* What to produce *
Return, from the lines below, each one that includes the word "trim".

* Given data *
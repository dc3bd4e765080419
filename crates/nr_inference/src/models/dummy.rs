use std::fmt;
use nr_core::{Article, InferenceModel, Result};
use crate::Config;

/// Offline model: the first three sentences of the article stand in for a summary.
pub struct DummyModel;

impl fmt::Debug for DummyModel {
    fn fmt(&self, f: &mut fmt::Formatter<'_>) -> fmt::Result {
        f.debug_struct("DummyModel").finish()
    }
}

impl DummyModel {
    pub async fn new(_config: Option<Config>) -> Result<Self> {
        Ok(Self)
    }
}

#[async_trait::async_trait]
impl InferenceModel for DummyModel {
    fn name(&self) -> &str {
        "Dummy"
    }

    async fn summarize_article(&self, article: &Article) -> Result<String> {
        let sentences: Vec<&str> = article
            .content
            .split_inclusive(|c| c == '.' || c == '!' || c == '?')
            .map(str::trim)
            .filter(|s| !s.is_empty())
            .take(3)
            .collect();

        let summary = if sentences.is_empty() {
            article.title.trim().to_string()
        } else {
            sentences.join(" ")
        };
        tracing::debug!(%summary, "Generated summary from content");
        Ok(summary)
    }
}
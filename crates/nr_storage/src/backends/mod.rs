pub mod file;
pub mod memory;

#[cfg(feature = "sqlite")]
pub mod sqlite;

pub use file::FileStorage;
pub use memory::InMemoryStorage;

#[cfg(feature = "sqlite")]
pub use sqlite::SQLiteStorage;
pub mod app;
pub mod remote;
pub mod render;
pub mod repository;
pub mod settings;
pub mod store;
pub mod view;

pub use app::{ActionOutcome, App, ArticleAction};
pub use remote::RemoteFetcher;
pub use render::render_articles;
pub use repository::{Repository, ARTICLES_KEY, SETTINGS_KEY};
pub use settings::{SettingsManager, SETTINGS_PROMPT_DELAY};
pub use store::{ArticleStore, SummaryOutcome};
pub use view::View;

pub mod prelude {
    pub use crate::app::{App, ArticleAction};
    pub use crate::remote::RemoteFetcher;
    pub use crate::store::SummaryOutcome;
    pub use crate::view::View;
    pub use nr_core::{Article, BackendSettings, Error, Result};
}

...

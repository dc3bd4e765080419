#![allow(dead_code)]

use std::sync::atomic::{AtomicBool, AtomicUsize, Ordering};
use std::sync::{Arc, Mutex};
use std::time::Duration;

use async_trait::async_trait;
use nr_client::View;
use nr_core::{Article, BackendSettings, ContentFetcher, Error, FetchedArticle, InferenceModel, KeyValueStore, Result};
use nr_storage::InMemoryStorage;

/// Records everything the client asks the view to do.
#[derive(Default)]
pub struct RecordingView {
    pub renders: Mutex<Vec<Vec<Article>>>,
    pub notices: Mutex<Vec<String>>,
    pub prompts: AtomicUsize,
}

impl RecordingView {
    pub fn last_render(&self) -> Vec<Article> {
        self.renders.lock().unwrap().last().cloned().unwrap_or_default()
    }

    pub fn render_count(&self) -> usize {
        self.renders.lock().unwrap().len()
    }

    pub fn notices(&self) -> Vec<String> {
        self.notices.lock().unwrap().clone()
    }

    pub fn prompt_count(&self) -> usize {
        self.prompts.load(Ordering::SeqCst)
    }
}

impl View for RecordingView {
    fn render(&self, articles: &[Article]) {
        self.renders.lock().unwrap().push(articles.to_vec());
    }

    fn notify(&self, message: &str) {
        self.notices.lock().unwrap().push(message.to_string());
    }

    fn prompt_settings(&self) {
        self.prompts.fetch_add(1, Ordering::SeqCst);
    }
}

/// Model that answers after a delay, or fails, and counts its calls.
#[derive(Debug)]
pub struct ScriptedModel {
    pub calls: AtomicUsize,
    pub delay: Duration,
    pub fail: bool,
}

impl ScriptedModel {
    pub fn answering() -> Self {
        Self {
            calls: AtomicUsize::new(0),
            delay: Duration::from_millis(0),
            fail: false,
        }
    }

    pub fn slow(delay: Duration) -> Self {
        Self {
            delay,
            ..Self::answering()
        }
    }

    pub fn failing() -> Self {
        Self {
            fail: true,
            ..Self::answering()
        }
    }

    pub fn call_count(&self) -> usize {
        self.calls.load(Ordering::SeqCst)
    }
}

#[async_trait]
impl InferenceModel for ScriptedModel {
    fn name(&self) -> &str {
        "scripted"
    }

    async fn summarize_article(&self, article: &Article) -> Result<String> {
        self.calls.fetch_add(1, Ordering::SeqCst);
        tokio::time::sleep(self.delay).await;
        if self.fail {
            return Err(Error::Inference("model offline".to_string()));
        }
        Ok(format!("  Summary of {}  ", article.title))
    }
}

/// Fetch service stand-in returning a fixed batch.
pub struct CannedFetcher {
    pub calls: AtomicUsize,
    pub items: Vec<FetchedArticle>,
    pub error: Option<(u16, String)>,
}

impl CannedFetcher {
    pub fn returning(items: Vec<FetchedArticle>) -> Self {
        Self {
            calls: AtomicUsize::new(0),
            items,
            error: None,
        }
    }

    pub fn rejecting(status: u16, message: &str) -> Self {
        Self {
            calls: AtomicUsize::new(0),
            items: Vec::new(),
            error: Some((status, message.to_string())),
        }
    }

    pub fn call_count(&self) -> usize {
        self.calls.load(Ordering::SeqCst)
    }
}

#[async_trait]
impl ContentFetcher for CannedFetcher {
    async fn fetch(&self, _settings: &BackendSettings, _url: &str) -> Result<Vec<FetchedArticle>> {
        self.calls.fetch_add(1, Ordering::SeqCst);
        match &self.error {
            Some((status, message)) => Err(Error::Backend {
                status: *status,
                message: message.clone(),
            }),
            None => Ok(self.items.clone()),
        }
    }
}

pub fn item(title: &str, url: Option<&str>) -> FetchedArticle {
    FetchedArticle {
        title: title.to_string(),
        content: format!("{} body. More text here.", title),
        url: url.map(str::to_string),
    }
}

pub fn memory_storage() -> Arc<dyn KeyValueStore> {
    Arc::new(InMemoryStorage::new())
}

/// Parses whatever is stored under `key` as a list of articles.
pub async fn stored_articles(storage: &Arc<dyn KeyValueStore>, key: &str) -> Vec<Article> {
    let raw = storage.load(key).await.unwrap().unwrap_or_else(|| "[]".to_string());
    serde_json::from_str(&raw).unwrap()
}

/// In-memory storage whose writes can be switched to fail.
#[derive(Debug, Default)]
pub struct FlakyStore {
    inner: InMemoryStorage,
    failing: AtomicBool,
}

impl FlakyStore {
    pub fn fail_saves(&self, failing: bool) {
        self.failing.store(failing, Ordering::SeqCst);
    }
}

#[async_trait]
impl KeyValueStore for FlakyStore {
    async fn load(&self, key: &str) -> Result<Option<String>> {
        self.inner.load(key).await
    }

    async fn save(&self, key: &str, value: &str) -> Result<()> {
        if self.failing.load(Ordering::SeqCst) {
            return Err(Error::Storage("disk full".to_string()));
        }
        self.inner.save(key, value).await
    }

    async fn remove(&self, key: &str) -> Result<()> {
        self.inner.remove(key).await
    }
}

* Task answer *
            .map(str::trim)
            article.title.trim().to_string()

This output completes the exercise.